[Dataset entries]
- - -

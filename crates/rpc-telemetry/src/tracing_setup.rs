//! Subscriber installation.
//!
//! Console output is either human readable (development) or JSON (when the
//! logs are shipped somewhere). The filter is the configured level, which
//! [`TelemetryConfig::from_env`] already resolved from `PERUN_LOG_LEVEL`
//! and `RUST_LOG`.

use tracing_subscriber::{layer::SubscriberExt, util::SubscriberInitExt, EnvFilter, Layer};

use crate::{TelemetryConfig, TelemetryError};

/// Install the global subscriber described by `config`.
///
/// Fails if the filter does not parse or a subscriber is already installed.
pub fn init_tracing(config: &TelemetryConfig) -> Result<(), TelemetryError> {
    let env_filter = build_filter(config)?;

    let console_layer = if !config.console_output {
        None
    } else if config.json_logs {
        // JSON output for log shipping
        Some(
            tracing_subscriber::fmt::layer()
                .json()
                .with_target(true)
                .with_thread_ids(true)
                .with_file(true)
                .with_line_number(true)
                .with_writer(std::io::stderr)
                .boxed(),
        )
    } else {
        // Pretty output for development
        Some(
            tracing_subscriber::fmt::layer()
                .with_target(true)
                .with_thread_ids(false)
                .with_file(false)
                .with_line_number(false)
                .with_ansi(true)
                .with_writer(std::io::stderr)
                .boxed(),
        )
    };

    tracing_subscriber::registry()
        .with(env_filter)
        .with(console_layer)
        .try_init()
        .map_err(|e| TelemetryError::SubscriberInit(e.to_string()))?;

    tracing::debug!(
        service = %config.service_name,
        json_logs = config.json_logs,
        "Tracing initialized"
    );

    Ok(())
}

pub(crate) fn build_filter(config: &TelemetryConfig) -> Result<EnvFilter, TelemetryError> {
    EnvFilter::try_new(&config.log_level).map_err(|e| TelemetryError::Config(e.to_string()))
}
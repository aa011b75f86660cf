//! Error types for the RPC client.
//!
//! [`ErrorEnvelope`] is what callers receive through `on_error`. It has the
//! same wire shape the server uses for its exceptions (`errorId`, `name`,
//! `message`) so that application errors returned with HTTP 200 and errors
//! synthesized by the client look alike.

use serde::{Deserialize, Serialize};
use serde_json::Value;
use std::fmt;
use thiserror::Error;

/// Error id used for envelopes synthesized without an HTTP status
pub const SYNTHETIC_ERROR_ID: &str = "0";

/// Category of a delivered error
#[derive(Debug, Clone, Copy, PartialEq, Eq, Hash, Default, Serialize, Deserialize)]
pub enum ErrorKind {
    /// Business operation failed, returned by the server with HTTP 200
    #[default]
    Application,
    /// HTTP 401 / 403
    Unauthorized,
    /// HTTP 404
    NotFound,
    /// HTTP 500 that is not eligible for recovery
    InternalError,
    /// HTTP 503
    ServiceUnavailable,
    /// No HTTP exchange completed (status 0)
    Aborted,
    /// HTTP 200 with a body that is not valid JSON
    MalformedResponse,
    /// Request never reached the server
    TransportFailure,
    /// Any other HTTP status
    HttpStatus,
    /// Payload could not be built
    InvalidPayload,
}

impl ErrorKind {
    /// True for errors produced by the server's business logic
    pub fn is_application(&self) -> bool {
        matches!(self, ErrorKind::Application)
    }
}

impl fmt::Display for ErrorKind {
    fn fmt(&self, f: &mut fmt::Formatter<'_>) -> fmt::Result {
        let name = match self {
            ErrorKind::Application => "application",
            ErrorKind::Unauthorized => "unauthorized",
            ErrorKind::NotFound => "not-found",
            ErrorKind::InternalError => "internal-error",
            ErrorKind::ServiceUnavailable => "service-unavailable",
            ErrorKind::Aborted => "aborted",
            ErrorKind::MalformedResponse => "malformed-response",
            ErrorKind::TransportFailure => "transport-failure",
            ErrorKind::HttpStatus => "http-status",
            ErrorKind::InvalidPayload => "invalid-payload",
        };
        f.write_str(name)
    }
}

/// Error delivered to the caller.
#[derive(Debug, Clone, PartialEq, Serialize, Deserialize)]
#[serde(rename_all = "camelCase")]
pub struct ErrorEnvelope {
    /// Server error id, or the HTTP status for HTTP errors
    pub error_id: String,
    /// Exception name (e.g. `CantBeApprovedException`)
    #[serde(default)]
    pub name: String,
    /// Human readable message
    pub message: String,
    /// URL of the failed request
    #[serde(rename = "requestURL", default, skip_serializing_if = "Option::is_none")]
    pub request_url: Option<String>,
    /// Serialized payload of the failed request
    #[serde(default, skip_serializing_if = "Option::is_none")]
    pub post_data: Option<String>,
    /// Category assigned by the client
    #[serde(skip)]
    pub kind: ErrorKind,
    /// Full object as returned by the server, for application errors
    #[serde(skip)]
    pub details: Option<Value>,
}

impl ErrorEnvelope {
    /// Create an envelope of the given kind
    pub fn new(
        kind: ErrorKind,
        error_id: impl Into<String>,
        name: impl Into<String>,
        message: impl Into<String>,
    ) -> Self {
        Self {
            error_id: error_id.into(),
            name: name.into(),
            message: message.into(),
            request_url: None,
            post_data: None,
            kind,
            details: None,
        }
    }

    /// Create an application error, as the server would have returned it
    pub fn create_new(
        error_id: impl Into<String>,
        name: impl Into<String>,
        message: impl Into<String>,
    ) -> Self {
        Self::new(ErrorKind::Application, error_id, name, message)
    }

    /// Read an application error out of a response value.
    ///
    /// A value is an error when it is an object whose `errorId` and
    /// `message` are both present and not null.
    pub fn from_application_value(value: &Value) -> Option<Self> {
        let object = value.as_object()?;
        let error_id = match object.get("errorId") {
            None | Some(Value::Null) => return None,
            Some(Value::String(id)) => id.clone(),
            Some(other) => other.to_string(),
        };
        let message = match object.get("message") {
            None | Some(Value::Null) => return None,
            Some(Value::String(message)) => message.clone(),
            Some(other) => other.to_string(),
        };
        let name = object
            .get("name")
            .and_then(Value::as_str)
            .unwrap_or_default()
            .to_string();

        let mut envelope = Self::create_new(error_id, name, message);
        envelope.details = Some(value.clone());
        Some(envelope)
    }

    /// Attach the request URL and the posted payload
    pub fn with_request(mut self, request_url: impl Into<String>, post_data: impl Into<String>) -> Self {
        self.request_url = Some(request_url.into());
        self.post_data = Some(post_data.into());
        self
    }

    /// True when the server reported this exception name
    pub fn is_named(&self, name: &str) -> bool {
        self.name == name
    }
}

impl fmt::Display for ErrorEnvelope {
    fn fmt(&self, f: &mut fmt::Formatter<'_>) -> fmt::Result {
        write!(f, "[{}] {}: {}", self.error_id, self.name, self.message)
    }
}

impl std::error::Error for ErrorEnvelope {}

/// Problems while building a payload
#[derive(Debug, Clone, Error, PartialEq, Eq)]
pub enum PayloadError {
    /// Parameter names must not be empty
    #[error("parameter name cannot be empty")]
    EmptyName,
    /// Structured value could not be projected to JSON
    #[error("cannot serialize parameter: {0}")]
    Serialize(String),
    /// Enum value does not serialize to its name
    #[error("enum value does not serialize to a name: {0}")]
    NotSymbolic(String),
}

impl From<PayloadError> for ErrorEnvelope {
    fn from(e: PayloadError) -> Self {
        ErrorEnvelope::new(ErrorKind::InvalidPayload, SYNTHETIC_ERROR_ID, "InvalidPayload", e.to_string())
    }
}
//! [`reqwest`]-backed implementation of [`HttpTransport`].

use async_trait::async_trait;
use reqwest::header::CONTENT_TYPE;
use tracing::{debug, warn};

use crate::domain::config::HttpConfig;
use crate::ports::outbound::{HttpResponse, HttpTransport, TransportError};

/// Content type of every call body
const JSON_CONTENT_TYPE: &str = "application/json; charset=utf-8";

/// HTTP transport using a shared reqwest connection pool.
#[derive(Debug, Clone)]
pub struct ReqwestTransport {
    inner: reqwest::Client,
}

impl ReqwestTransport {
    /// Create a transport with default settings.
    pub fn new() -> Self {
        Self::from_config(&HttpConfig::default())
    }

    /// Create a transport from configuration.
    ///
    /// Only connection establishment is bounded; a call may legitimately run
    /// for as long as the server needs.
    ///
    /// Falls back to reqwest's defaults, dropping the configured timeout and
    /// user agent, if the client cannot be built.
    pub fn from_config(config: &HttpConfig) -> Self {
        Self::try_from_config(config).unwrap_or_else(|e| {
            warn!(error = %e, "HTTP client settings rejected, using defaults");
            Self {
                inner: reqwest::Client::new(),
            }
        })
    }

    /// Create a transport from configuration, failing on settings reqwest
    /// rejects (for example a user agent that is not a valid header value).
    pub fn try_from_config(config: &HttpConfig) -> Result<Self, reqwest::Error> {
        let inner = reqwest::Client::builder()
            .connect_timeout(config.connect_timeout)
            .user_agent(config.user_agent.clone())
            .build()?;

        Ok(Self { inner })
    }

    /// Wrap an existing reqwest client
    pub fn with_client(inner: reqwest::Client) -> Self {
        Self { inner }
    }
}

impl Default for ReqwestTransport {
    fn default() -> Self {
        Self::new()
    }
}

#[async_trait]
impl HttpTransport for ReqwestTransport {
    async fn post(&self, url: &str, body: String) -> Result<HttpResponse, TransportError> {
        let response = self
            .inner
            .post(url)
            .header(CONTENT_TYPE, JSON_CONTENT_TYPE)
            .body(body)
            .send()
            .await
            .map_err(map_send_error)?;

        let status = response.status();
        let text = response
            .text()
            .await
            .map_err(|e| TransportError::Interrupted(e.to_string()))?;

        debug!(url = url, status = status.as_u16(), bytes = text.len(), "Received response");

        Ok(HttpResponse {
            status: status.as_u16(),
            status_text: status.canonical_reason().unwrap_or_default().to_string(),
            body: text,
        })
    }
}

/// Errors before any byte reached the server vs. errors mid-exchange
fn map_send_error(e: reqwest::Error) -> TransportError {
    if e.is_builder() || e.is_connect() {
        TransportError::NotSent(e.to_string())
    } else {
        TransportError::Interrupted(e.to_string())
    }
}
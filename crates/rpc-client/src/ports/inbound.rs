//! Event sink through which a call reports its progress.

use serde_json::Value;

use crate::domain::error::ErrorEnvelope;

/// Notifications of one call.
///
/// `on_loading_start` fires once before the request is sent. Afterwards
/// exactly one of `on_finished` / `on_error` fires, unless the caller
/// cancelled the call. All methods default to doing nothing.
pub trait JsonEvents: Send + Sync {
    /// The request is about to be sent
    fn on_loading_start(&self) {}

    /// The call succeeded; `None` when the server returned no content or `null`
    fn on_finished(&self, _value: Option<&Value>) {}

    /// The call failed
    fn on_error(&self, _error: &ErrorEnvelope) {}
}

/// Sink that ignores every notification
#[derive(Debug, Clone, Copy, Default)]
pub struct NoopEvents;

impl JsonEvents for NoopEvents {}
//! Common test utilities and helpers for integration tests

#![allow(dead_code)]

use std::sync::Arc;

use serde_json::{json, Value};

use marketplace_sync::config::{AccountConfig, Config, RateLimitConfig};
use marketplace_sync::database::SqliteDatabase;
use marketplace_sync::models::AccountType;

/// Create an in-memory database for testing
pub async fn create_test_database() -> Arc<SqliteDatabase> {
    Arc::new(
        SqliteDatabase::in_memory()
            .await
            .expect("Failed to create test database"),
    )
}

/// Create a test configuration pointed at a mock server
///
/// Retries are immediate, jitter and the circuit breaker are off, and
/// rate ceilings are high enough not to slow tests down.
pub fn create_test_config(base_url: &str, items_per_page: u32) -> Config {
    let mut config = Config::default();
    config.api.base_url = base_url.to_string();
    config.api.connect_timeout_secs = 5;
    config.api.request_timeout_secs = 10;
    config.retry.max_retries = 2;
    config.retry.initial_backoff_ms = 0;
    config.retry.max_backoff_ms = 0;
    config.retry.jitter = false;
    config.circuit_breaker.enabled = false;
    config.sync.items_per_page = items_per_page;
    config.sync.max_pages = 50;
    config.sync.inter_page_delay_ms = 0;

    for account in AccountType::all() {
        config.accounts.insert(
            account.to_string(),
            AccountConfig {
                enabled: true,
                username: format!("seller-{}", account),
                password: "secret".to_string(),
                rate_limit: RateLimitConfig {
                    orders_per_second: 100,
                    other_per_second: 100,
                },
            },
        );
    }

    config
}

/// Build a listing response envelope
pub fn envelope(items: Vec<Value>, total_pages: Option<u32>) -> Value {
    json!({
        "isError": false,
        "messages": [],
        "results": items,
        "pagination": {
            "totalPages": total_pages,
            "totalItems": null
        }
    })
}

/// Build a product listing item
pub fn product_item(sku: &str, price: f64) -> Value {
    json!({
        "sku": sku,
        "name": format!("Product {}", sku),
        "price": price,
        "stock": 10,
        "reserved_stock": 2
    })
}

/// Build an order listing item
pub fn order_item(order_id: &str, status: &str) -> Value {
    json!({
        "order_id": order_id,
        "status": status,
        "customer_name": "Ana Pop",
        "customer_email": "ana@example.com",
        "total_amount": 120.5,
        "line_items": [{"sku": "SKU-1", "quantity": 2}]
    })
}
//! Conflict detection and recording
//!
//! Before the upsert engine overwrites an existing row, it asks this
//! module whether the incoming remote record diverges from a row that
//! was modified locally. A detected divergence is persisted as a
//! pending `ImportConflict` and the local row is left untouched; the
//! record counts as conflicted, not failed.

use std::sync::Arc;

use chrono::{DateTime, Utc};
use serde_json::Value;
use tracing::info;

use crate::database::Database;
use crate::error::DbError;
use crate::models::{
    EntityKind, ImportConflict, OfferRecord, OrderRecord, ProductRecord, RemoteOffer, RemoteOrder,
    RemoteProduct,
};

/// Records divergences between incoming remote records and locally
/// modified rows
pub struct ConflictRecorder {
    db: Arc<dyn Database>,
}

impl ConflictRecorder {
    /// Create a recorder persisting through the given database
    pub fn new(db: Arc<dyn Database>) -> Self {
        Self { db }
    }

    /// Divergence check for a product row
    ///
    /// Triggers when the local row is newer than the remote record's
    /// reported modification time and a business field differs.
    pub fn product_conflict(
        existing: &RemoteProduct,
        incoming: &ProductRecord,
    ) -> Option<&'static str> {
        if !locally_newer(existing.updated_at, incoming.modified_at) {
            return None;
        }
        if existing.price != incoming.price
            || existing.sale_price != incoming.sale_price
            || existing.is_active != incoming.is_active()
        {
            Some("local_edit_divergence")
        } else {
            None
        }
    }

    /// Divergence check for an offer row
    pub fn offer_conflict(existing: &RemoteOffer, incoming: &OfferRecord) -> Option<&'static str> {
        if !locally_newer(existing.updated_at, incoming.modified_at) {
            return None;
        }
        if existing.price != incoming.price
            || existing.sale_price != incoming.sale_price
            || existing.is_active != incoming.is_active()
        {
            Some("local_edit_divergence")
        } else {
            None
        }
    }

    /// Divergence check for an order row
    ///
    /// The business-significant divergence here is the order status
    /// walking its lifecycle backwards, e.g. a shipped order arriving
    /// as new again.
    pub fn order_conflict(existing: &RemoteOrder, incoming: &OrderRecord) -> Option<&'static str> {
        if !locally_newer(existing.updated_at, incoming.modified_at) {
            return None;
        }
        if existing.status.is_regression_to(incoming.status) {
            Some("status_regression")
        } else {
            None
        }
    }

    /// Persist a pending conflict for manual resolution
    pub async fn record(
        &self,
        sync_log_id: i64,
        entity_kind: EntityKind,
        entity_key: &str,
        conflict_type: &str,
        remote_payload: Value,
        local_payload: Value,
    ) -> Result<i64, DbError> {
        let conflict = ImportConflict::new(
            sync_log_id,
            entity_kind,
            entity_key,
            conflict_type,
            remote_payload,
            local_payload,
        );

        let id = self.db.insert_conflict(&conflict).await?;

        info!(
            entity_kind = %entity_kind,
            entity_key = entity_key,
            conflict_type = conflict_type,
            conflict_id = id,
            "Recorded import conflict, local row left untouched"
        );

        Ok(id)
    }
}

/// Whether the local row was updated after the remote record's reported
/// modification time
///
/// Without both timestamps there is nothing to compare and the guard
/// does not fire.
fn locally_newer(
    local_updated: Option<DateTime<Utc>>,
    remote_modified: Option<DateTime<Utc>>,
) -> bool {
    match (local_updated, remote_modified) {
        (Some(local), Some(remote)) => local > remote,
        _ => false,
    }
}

- - -

Exercise details:
The answer must be every line from the records above that contains the word "PayloadError", copied out.

Your solution:
pub enum PayloadError {
impl From<PayloadError> for ErrorEnvelope {
    fn from(e: PayloadError) -> Self {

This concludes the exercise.